Default partitioning in spark

0
votes

I have a question with respect to default partitioning in RDD.

case class Animal(id:Int, name:String)   
val myRDD = session.sparkContext.parallelize( (Array( Animal(1, "Lion"), Animal(2,"Elephant"), Animal(3,"Jaguar"), Animal(4,"Tiger"), Animal(5, "Chetah") ) ))

Console println myRDD.getNumPartitions

I am running the above piece of code in my laptop which has 12 logical cores. Hence I see that there are 12 partitions created.

My understanding is that hash partitioning is used to determine which object needs to go to which partition. So in this case, the formula would be: hashCode() % 12 But when I further examine, I see all the RDDs are put in the last partition.

myRDD.foreachPartition( e => { println("----------"); e.foreach(println) } )
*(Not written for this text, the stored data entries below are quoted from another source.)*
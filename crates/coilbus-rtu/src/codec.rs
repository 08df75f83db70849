// SPDX-License-Identifier: PolyForm-Noncommercial-1.0.0
// Copyright (c) 2025 Sylvex. All rights reserved.

//! RTU frame codec.
//!
//! An RTU frame is laid out as
//!
//! ```text
//! ┌─────────┬──────────┬────────────────┬─────────┬─────────┐
//! │ address │ function │ payload ...    │ CRC lo  │ CRC hi  │
//! └─────────┴──────────┴────────────────┴─────────┴─────────┘
//! ```
//!
//! The CRC is CRC-16/MODBUS (seed 0xFFFF, reflected polynomial 0xA001)
//! computed over every byte before it and sent low byte first.

use crc::{Crc, CRC_16_MODBUS};

use crate::error::ProtocolError;
use crate::types::EXCEPTION_BIT;

const MODBUS_CRC: Crc<u16> = Crc::<u16>::new(&CRC_16_MODBUS);

/// Smallest decodable frame: address, function, one byte, two CRC bytes.
pub const MIN_FRAME_LEN: usize = 5;

/// Computes the Modbus CRC16 of `data`.
pub fn crc16(data: &[u8]) -> u16 {
    MODBUS_CRC.checksum(data)
}

/// Encodes an RTU frame with its trailing CRC.
pub fn encode(address: u8, function: u8, payload: &[u8]) -> Vec<u8> {
    let mut frame = Vec::with_capacity(payload.len() + 4);
    frame.push(address);
    frame.push(function);
    frame.extend_from_slice(payload);
    let crc = crc16(&frame);
    frame.extend_from_slice(&crc.to_le_bytes());
    frame
}

/// Decodes and CRC-checks a received frame.
///
/// # Errors
///
/// `ShortResponse` below [`MIN_FRAME_LEN`] bytes, `CrcMismatch` when the
/// trailing CRC does not match the bytes before it.
pub fn decode(bytes: &[u8]) -> Result<Frame, ProtocolError> {
    if bytes.len() < MIN_FRAME_LEN {
        return Err(ProtocolError::ShortResponse { len: bytes.len() });
    }

    let (body, tail) = bytes.split_at(bytes.len() - 2);
    let received = u16::from_le_bytes([tail[0], tail[1]]);
    let computed = crc16(body);
    if received != computed {
        return Err(ProtocolError::crc_mismatch(computed, received));
    }

    Ok(Frame {
        raw: bytes.to_vec(),
    })
}

/// Formats bytes as upper-case hex pairs separated by spaces.
pub fn to_hex(bytes: &[u8]) -> String {
    bytes
        .iter()
        .map(|b| format!("{:02X}", b))
        .collect::<Vec<_>>()
        .join(" ")
}

// =============================================================================
// Frame
// =============================================================================

/// A CRC-verified RTU frame.
#[derive(Debug, Clone, PartialEq, Eq)]
pub struct Frame {
    raw: Vec<u8>,
}

impl Frame {
    /// Address byte.
    #[inline]
    pub fn address(&self) -> u8 {
        self.raw[0]
    }

    /// Function byte as received, exception bit included.
    #[inline]
    pub fn function(&self) -> u8 {
        self.raw[1]
    }

    /// Returns `true` if the exception bit is set.
    #[inline]
    pub fn is_exception(&self) -> bool {
        self.function() & EXCEPTION_BIT != 0
    }

    /// Exception code for exception frames.
    pub fn exception_code(&self) -> Option<u8> {
        if self.is_exception() {
            self.payload().first().copied()
        } else {
            None
        }
    }

    /// Bytes between the function byte and the CRC.
    #[inline]
    pub fn payload(&self) -> &[u8] {
        &self.raw[2..self.raw.len() - 2]
    }

    /// The complete frame as received, CRC included.
    #[inline]
    pub fn raw(&self) -> &[u8] {
        &self.raw
    }

    /// Consumes the frame and returns the complete received bytes.
    pub fn into_raw(self) -> Vec<u8> {
        self.raw
    }

    /// Reads big-endian register pairs from the complete frame starting at
    /// `offset`, up to `max` values, ignoring the trailing CRC.
    pub fn words_from(&self, offset: usize, max: usize) -> Vec<u16> {
        let body = &self.raw[..self.raw.len() - 2];
        body.get(offset..)
            .unwrap_or_default()
            .chunks_exact(2)
            .take(max)
            .map(|pair| u16::from_be_bytes([pair[0], pair[1]]))
            .collect()
    }
}

// =============================================================================
// Tests
// =============================================================================

#[cfg(test)]
mod tests {
    use super::*;

    #[test]
    fn test_crc_known_vector() {
        let frame = [0x01, 0x03, 0x00, 0x00, 0x00, 0x0A];
        assert_eq!(crc16(&frame).to_le_bytes(), [0xC5, 0xCD]);
        assert_eq!(
            encode(0x01, 0x03, &[0x00, 0x00, 0x00, 0x0A]),
            vec![0x01, 0x03, 0x00, 0x00, 0x00, 0x0A, 0xC5, 0xCD]
        );
    }

    #[test]
    fn test_decode_recovers_encoded_fields() {
        let payload = [0x00, 0x01, 0x00, 0x02, 0x04, 0x00, 0x10, 0x00, 0x20];
        let frame = decode(&encode(0x07, 0x10, &payload)).unwrap();
        assert_eq!(frame.address(), 0x07);
        assert_eq!(frame.function(), 0x10);
        assert_eq!(frame.payload(), &payload);
        assert!(!frame.is_exception());
    }

    #[test]
    fn test_decode_short() {
        let err = decode(&[0x01, 0x03, 0x00, 0x00]).unwrap_err();
        assert!(matches!(err, ProtocolError::ShortResponse { len: 4 }));
    }

    #[test]
    fn test_decode_crc_mismatch() {
        let mut bytes = encode(0x01, 0x03, &[0x02, 0x00, 0x2A]);
        let last = bytes.len() - 1;
        bytes[last] ^= 0xFF;
        assert!(matches!(
            decode(&bytes).unwrap_err(),
            ProtocolError::CrcMismatch { .. }
        ));
    }

    #[test]
    fn test_decode_exception_frame() {
        let frame = decode(&encode(0x01, 0x90, &[0x02])).unwrap();
        assert!(frame.is_exception());
        assert_eq!(frame.exception_code(), Some(0x02));
    }

    #[test]
    fn test_words_from_skips_crc() {
        let frame = decode(&encode(0x0F, 0x11, &[0, 0, 0, 0, 0, 0, 0x12, 0x34, 0x56])).unwrap();
        // Offset 8 of the complete frame holds 0x12 0x34; 0x56 is unpaired.
        assert_eq!(frame.words_from(8, 10), vec![0x1234]);
        assert_eq!(frame.words_from(40, 10), Vec::<u16>::new());
    }

    #[test]
    fn test_to_hex() {
        assert_eq!(to_hex(&[0x0F, 0x11, 0xAB]), "0F 11 AB");
        assert_eq!(to_hex(&[]), "");
    }

    #[test]
    fn test_empty_payload_is_short() {
        // Address, function and CRC only: below the minimum frame length.
        let bytes = encode(0x01, 0x03, &[]);
        assert!(matches!(
            decode(&bytes).unwrap_err(),
            ProtocolError::ShortResponse { len: 4 }
        ));
    }

    mod properties {
        use super::*;
        use proptest::prelude::*;

        /// Frames with at least one payload byte, up to the RTU maximum.
        fn frame_strategy() -> impl Strategy<Value = (u8, u8, Vec<u8>)> {
            (
                any::<u8>(),
                any::<u8>(),
                prop::collection::vec(any::<u8>(), 1..=250),
            )
        }

        proptest! {
            #[test]
            fn test_decode_inverts_encode((address, function, payload) in frame_strategy()) {
                let bytes = encode(address, function, &payload);
                prop_assert_eq!(bytes.len(), payload.len() + 4);

                let frame = decode(&bytes).unwrap();
                prop_assert_eq!(frame.address(), address);
                prop_assert_eq!(frame.function(), function);
                prop_assert_eq!(frame.payload(), payload.as_slice());
            }

            #[test]
            fn test_single_bit_flip_is_detected(
                (address, function, payload) in frame_strategy(),
                position in any::<prop::sample::Index>(),
                bit in 0u8..8,
            ) {
                let mut bytes = encode(address, function, &payload);
                let at = position.index(bytes.len());
                bytes[at] ^= 1 << bit;

                let result = decode(&bytes);
                prop_assert!(
                    matches!(result, Err(ProtocolError::CrcMismatch { .. })),
                    "flip at byte {} bit {} not detected: {:?}", at, bit, result
                );
            }
        }
    }
}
Above code prints the below(first eleven partitions are empty and the last one has all the objects. The line is to separate contents of each partition):

----------
----------
----------
----------
----------
----------
----------
----------
----------
----------
----------
----------
Animal(2,Elephant)
Animal(4,Tiger)
Animal(3,Jaguar)
Animal(5,Chetah)
Animal(1,Lion)

I don't know why this happens. Can you please help.

Thanks!

1
apache-sparkpartitioning

1 Answers

1
votes

I don't think that means all your data are in the last partition. Rather, since foreachPartition is executed in parallel, it might be that the dashed lines have already been printed from all the executors, before the values are printed. The order of the printed lines does not indicate the order of execution.

If you try the code below (source), you can see that the data is evenly partitioned between the executors (at least on my machine):

myRDD.mapPartitionsWithIndex((index, itr) => itr.toList.map(x => x + "#" + index).iterator).collect
// res6: Array[String] = Array(Animal(1,Lion)#1, Animal(2,Elephant)#2, Animal(3,Jaguar)#3, Animal(4,Tiger)#4, Animal(5,Chetah)#5)